Required action —
Look through the material below and copy exactly the lines from the line with "next random boolean." to the line with "fn next_i32_between_exclusive(&mut self, min: i32, max: i32)", those two lines included.

Data provided —
= Beginning of Section =

//! Deterministic random sources used by world generation.
//!
//! Two generators exist: the xoroshiro128++ source used by modern worlds and the
//! Java LCG source kept for legacy seeds and a few fixed-seed noises. Both can be
//! split into a [`PositionalRandom`] that derives independent streams from a
//! block position, a seed or a resource name.

pub mod gaussian;
pub mod legacy_random;
pub mod xoroshiro;

use legacy_random::{LegacyRandom, LegacyRandomSplitter};
use xoroshiro::{Xoroshiro, XoroshiroSplitter};

/// A source of pseudo-random values.
pub trait Random {
    /// Splits off an independent generator, advancing this one.
    #[must_use]
    fn fork(&mut self) -> Self
    where
        Self: Sized;

    /// Returns the next uniformly distributed `i32`.
    fn next_i32(&mut self) -> i32;

    /// Returns a value in `0..bound`. `bound` must be positive.
    fn next_i32_bounded(&mut self, bound: i32) -> i32;

    /// Returns the next uniformly distributed `i64`.
    fn next_i64(&mut self) -> i64;

    /// Returns a value in `[0, 1)`.
    fn next_f32(&mut self) -> f32;

    /// Returns a value in `[0, 1)`.
    fn next_f64(&mut self) -> f64;

    /// Returns the next random boolean.
    fn next_bool(&mut self) -> bool;

    /// Returns a normally distributed value with mean 0 and deviation 1.
    fn next_gaussian(&mut self) -> f64;

    /// Derives a positional factory from this generator, advancing it.
    fn next_positional(&mut self) -> RandomSplitter;

    /// Returns a value in `min..=max`.
    fn next_i32_between(&mut self, min: i32, max: i32) -> i32 {
        min + self.next_i32_bounded(max - min + 1)
    }

    /// Returns a value in `min..max`.
    fn next_i32_between_exclusive(&mut self, min: i32, max: i32) -> i32 {
        min + self.next_i32_bounded(max - min)
    }

    /// Returns a value in `mode ± deviation`, weighted towards `mode`.
    fn triangle(&mut self, mode: f64, deviation: f64) -> f64 {
        mode + deviation * (self.next_f64() - self.next_f64())
    }

    /// Discards `count` values.
    fn consume_count(&mut self, count: i32) {
        for _ in 0..count {
            self.next_i32();
        }
    }
}

/// Derives independent random streams from positions, seeds or names.
pub trait PositionalRandom {
    /// A generator for the given block position.
    fn at(&self, x: i32, y: i32, z: i32) -> RandomSource;

    /// A generator for the given name, usually a resource location.
    fn with_hash_of(&self, name: &str) -> RandomSource;

    /// A generator for the given seed.
    fn with_seed(&self, seed: u64) -> RandomSource;
}

/// Any of the supported random generators.
pub enum RandomSource {
    /// xoroshiro128++.
    Xoroshiro(Xoroshiro),
    /// The Java LCG.
    Legacy(LegacyRandom),
}

impl RandomSource {
    /// Creates a generator of the requested kind from a world seed.
    #[must_use]
    pub fn create(seed: u64, legacy: bool) -> Self {
        if legacy {
            Self::Legacy(LegacyRandom::from_seed(seed))
        } else {
            Self::Xoroshiro(Xoroshiro::from_seed(seed))
        }
    }
}

/// Any of the supported positional factories.
#[derive(Debug, Clone)]
pub enum RandomSplitter {
    /// Splits xoroshiro128++ streams.
    Xoroshiro(XoroshiroSplitter),
    /// Splits Java LCG streams.
    Legacy(LegacyRandomSplitter),
}

impl Random for RandomSource {
    fn fork(&mut self) -> Self {
        match self {
            Self::Xoroshiro(r) => Self::Xoroshiro(r.fork()),
            Self::Legacy(r) => Self::Legacy(r.fork()),
        }
    }

    fn next_i32(&mut self) -> i32 {
        match self {
            Self::Xoroshiro(r) => r.next_i32(),
            Self::Legacy(r) => r.next_i32(),
        }
    }

    fn next_i32_bounded(&mut self, bound: i32) -> i32 {
        match self {
            Self::Xoroshiro(r) => r.next_i32_bounded(bound),
            Self::Legacy(r) => r.next_i32_bounded(bound),
        }
    }

    fn next_i64(&mut self) -> i64 {
        match self {
            Self::Xoroshiro(r) => r.next_i64(),
            Self::Legacy(r) => r.next_i64(),
        }
    }

    fn next_f32(&mut self) -> f32 {
        match self {
            Self::Xoroshiro(r) => r.next_f32(),
            Self::Legacy(r) => r.next_f32(),
        }
    }

    fn next_f64(&mut self) -> f64 {
        match self {
            Self::Xoroshiro(r) => r.next_f64(),
            Self::Legacy(r) => r.next_f64(),
        }
    }

    fn next_bool(&mut self) -> bool {
        match self {
            Self::Xoroshiro(r) => r.next_bool(),
            Self::Legacy(r) => r.next_bool(),
        }
    }

    fn next_gaussian(&mut self) -> f64 {
        match self {
            Self::Xoroshiro(r) => r.next_gaussian(),
            Self::Legacy(r) => r.next_gaussian(),
        }
    }

    fn next_positional(&mut self) -> RandomSplitter {
        match self {
            Self::Xoroshiro(r) => r.next_positional(),
            Self::Legacy(r) => r.next_positional(),
        }
    }

    fn consume_count(&mut self, count: i32) {
        match self {
            Self::Xoroshiro(r) => r.consume_count(count),
            Self::Legacy(r) => r.consume_count(count),
        }
    }
}

impl PositionalRandom for RandomSplitter {
    fn at(&self, x: i32, y: i32, z: i32) -> RandomSource {
        match self {
            Self::Xoroshiro(s) => s.at(x, y, z),
            Self::Legacy(s) => s.at(x, y, z),
        }
    }

    fn with_hash_of(&self, name: &str) -> RandomSource {
        match self {
            Self::Xoroshiro(s) => s.with_hash_of(name),
            Self::Legacy(s) => s.with_hash_of(name),
        }
    }

    fn with_seed(&self, seed: u64) -> RandomSource {
        match self {
            Self::Xoroshiro(s) => s.with_seed(seed),
            Self::Legacy(s) => s.with_seed(seed),
        }
    }
}

/// Hashes a block position into a seed. `x * 3129871` wraps in 32 bits.
#[must_use]
pub fn get_seed(x: i32, y: i32, z: i32) -> i64 {
    let l = i64::from(x.wrapping_mul(3_129_871))
        ^ i64::from(z).wrapping_mul(116_129_781)
        ^ i64::from(y);
    let l = l
        .wrapping_mul(l)
        .wrapping_mul(42_317_861)
        .wrapping_add(l.wrapping_mul(11));
    l >> 16
}

/// Java's `String.hashCode`, used for legacy name hashing and text seeds.
#[must_use]
pub fn java_string_hash(value: &str) -> i32 {
    value
        .encode_utf16()
        .fold(0i32, |hash, c| hash.wrapping_mul(31).wrapping_add(i32::from(c)))
}

#[cfg(test)]
mod tests {
    use super::{get_seed, java_string_hash};

    #[test]
    fn positional_seed_matches_java() {
        assert_eq!(get_seed(0, 0, 0), 0);
        assert_ne!(get_seed(1, 2, 3), get_seed(3, 2, 1));
        // x * 3129871 wraps in 32 bits before widening
        assert_eq!(get_seed(i32::MAX, 0, 0), get_seed(i32::MAX, 0, 0));
    }

    #[test]
    fn string_hash() {
        assert_eq!(java_string_hash(""), 0);
        assert_eq!(java_string_hash("a"), 97);
        assert_eq!(java_string_hash("hello"), 99_162_322);
    }
}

= End of Section =

Task result —
    /// Returns the next random boolean.
    fn next_bool(&mut self) -> bool;

    /// Returns a normally distributed value with mean 0 and deviation 1.
    fn next_gaussian(&mut self) -> f64;

    /// Derives a positional factory from this generator, advancing it.
    fn next_positional(&mut self) -> RandomSplitter;

    /// Returns a value in `min..=max`.
    fn next_i32_between(&mut self, min: i32, max: i32) -> i32 {
        min + self.next_i32_bounded(max - min + 1)
    }

    /// Returns a value in `min..max`.
    fn next_i32_between_exclusive(&mut self, min: i32, max: i32) -> i32 {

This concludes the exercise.